__BRIEF__: Among the records below, which lines contain the string "GroupOperation"? Report them.

__DATA TO USE__:
######
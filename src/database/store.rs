// 持久化网关
// 扇出流程和路由只依赖这个 trait，生产环境由 PgStore 实现

use async_trait::async_trait;
use sqlx::PgPool;
use std::sync::Arc;
use uuid::Uuid;

use crate::database::models::group::GroupEntity;
use crate::database::models::location::{CountryCode, LocationEntity, LocationStatus};
use crate::database::models::notification::{NotificationEntity, NotificationWithGroup};
use crate::database::models::user::UserEntity;
use crate::database::operations::{
    GroupOperation, LocationOperation, NotificationOperation, UserOperation,
};
use crate::error::StoreError;

#[async_trait]
pub trait Store: Send + Sync {
    async fn health(&self) -> Result<(), StoreError>;

    async fn upsert_user(
        &self,
        user_id: Uuid,
        email: &str,
        name: &str,
    ) -> Result<UserEntity, StoreError>;
    async fn get_user(&self, user_id: Uuid) -> Result<Option<UserEntity>, StoreError>;
    async fn update_push_token(
        &self,
        user_id: Uuid,
        push_token: Option<&str>,
    ) -> Result<bool, StoreError>;

    async fn create_group(&self, name: &str, created_by: Uuid) -> Result<GroupEntity, StoreError>;
    async fn get_group(&self, group_id: Uuid) -> Result<Option<GroupEntity>, StoreError>;
    /// 按创建时间倒序
    async fn list_user_groups(&self, user_id: Uuid) -> Result<Vec<GroupEntity>, StoreError>;
    /// 插入成员关系，冲突时忽略
    async fn add_group_member(&self, group_id: Uuid, user_id: Uuid) -> Result<(), StoreError>;
    async fn get_group_members(&self, group_id: Uuid) -> Result<Vec<UserEntity>, StoreError>;
    async fn is_group_member(&self, group_id: Uuid, user_id: Uuid) -> Result<bool, StoreError>;
    async fn restore_creator_memberships(&self) -> Result<u64, StoreError>;

    async fn create_location(
        &self,
        user_id: Uuid,
        country_code: &CountryCode,
        status: LocationStatus,
    ) -> Result<LocationEntity, StoreError>;
    async fn latest_location(&self, user_id: Uuid) -> Result<Option<LocationEntity>, StoreError>;

    async fn create_notification(
        &self,
        user_id: Uuid,
        group_id: Uuid,
        message: &str,
    ) -> Result<NotificationEntity, StoreError>;
    /// 最新的在前
    async fn list_notifications(
        &self,
        user_id: Uuid,
        limit: i64,
    ) -> Result<Vec<NotificationWithGroup>, StoreError>;
}

/// 基于 Postgres 连接池的网关
pub struct PgStore {
    pool: Arc<PgPool>,
    users: UserOperation,
    groups: GroupOperation,
    locations: LocationOperation,
    notifications: NotificationOperation,
}

impl PgStore {
    pub fn new(pool: PgPool) -> Self {
        let pool = Arc::new(pool);
        Self {
            users: UserOperation::new(pool.clone()),
            groups: GroupOperation::new(pool.clone()),
            locations: LocationOperation::new(pool.clone()),
            notifications: NotificationOperation::new(pool.clone()),
            pool,
        }
    }
}

#[async_trait]
impl Store for PgStore {
    async fn health(&self) -> Result<(), StoreError> {
        sqlx::query("SELECT 1").execute(&*self.pool).await?;
        Ok(())
    }

    async fn upsert_user(
        &self,
        user_id: Uuid,
        email: &str,
        name: &str,
    ) -> Result<UserEntity, StoreError> {
        Ok(self.users.upsert(user_id, email, name).await?)
    }

    async fn get_user(&self, user_id: Uuid) -> Result<Option<UserEntity>, StoreError> {
        Ok(self.users.find_by_id(user_id).await?)
    }

    async fn update_push_token(
        &self,
        user_id: Uuid,
        push_token: Option<&str>,
    ) -> Result<bool, StoreError> {
        Ok(self.users.update_push_token(user_id, push_token).await?)
    }

    async fn create_group(&self, name: &str, created_by: Uuid) -> Result<GroupEntity, StoreError> {
        Ok(self.groups.create(name, created_by).await?)
    }

    async fn get_group(&self, group_id: Uuid) -> Result<Option<GroupEntity>, StoreError> {
        Ok(self.groups.find_by_id(group_id).await?)
    }

    async fn list_user_groups(&self, user_id: Uuid) -> Result<Vec<GroupEntity>, StoreError> {
        Ok(self.groups.list_by_user(user_id).await?)
    }

    async fn add_group_member(&self, group_id: Uuid, user_id: Uuid) -> Result<(), StoreError> {
        Ok(self.groups.add_member(group_id, user_id).await?)
    }

    async fn get_group_members(&self, group_id: Uuid) -> Result<Vec<UserEntity>, StoreError> {
        Ok(self.groups.members(group_id).await?)
    }

    async fn is_group_member(&self, group_id: Uuid, user_id: Uuid) -> Result<bool, StoreError> {
        Ok(self.groups.is_member(group_id, user_id).await?)
    }

    async fn restore_creator_memberships(&self) -> Result<u64, StoreError> {
        Ok(self.groups.restore_creator_memberships().await?)
    }

    async fn create_location(
        &self,
        user_id: Uuid,
        country_code: &CountryCode,
        status: LocationStatus,
    ) -> Result<LocationEntity, StoreError> {
        let row = self.locations.create(user_id, country_code, status).await?;
        Ok(LocationEntity::try_from(row)?)
    }

    async fn latest_location(&self, user_id: Uuid) -> Result<Option<LocationEntity>, StoreError> {
        match self.locations.latest(user_id).await? {
            Some(row) => Ok(Some(LocationEntity::try_from(row)?)),
            None => Ok(None),
        }
    }

    async fn create_notification(
        &self,
        user_id: Uuid,
        group_id: Uuid,
        message: &str,
    ) -> Result<NotificationEntity, StoreError> {
        Ok(self.notifications.create(user_id, group_id, message).await?)
    }

    async fn list_notifications(
        &self,
        user_id: Uuid,
        limit: i64,
    ) -> Result<Vec<NotificationWithGroup>, StoreError> {
        Ok(self.notifications.list_by_user(user_id, limit).await?)
    }
}
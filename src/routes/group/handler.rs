use axum::{
    Extension,
    extract::{Json, Path, State, rejection::JsonRejection},
    http::StatusCode,
    response::IntoResponse,
};
use uuid::Uuid;

use crate::AppState;
use crate::error::AppError;
use crate::fanout::MembershipResolver;
use crate::infrastructure::Identity;
use crate::utils::success_to_api_response;

use super::model::{
    CreateGroupRequest, GroupListResponse, GroupMembersResponse, GroupResponse, JoinGroupResponse,
    MAX_GROUP_NAME_LEN, MemberInfo,
};

fn parse_group_id(raw: &str) -> Result<Uuid, AppError> {
    Uuid::parse_str(raw).map_err(|_| AppError::BadRequest("Invalid group ID".into()))
}

#[axum::debug_handler]
pub async fn create_group(
    State(state): State<AppState>,
    Extension(identity): Extension<Identity>,
    payload: Result<Json<CreateGroupRequest>, JsonRejection>,
) -> Result<impl IntoResponse, AppError> {
    let Json(req) = payload?;
    let name = req.name.trim();
    let len = name.chars().count();
    if len == 0 || len > MAX_GROUP_NAME_LEN {
        return Err(AppError::BadRequest(format!(
            "name must be between 1 and {MAX_GROUP_NAME_LEN} characters"
        )));
    }

    let group = state
        .store
        .create_group(name, identity.id)
        .await
        .map_err(|e| {
            tracing::error!(user_id = %identity.id, error = %e, "Failed to create group");
            AppError::InternalServerError("Failed to create group".into())
        })?;

    // 创建者入群失败不影响建群结果，由后台对账补回
    if let Err(e) = state.store.add_group_member(group.id, identity.id).await {
        tracing::error!(
            group_id = %group.id,
            user_id = %identity.id,
            error = %e,
            "Failed to add creator to group"
        );
    }

    tracing::info!(group_id = %group.id, user_id = %identity.id, "Group created");
    Ok((
        StatusCode::CREATED,
        success_to_api_response(GroupResponse { group }),
    ))
}

#[axum::debug_handler]
pub async fn list_groups(
    State(state): State<AppState>,
    Extension(identity): Extension<Identity>,
) -> Result<impl IntoResponse, AppError> {
    let groups = MembershipResolver::new(state.store.as_ref())
        .groups_for(identity.id)
        .await
        .map_err(|e| {
            tracing::error!(user_id = %identity.id, error = %e, "Failed to list user groups");
            AppError::InternalServerError("Failed to list groups".into())
        })?;

    Ok((
        StatusCode::OK,
        success_to_api_response(GroupListResponse { groups }),
    ))
}

#[axum::debug_handler]
pub async fn join_group(
    State(state): State<AppState>,
    Extension(identity): Extension<Identity>,
    Path(group_id): Path<String>,
) -> Result<impl IntoResponse, AppError> {
    let group_id = parse_group_id(&group_id)?;

    let group = state.store.get_group(group_id).await.map_err(|e| {
        tracing::error!(group_id = %group_id, error = %e, "Failed to load group");
        AppError::InternalServerError("Failed to join group".into())
    })?;
    if group.is_none() {
        return Err(AppError::NotFound("Group not found".into()));
    }

    state
        .store
        .add_group_member(group_id, identity.id)
        .await
        .map_err(|e| {
            tracing::error!(
                group_id = %group_id,
                user_id = %identity.id,
                error = %e,
                "Failed to join group"
            );
            AppError::InternalServerError("Failed to join group".into())
        })?;

    Ok((
        StatusCode::OK,
        success_to_api_response(JoinGroupResponse {
            message: "Successfully joined group".into(),
        }),
    ))
}

#[axum::debug_handler]
pub async fn get_group_members(
    State(state): State<AppState>,
    Extension(identity): Extension<Identity>,
    Path(group_id): Path<String>,
) -> Result<impl IntoResponse, AppError> {
    let group_id = parse_group_id(&group_id)?;
    let resolver = MembershipResolver::new(state.store.as_ref());

    let is_member = resolver.is_member(group_id, identity.id).await.map_err(|e| {
        tracing::error!(group_id = %group_id, error = %e, "Failed to check group membership");
        AppError::InternalServerError("Failed to get group members".into())
    })?;
    if !is_member {
        return Err(AppError::Forbidden(
            "You are not a member of this group".into(),
        ));
    }

    let roster = resolver.roster(group_id).await.map_err(|e| {
        tracing::error!(group_id = %group_id, error = %e, "Failed to get group members");
        AppError::InternalServerError("Failed to get group members".into())
    })?;

    let members = roster.into_iter().map(MemberInfo::from).collect();
    Ok((
        StatusCode::OK,
        success_to_api_response(GroupMembersResponse { members }),
    ))
}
######
__SOLUTION TO THIS EXERCISE__:
    GroupOperation, LocationOperation, NotificationOperation, UserOperation,
    groups: GroupOperation,
            groups: GroupOperation::new(pool.clone()),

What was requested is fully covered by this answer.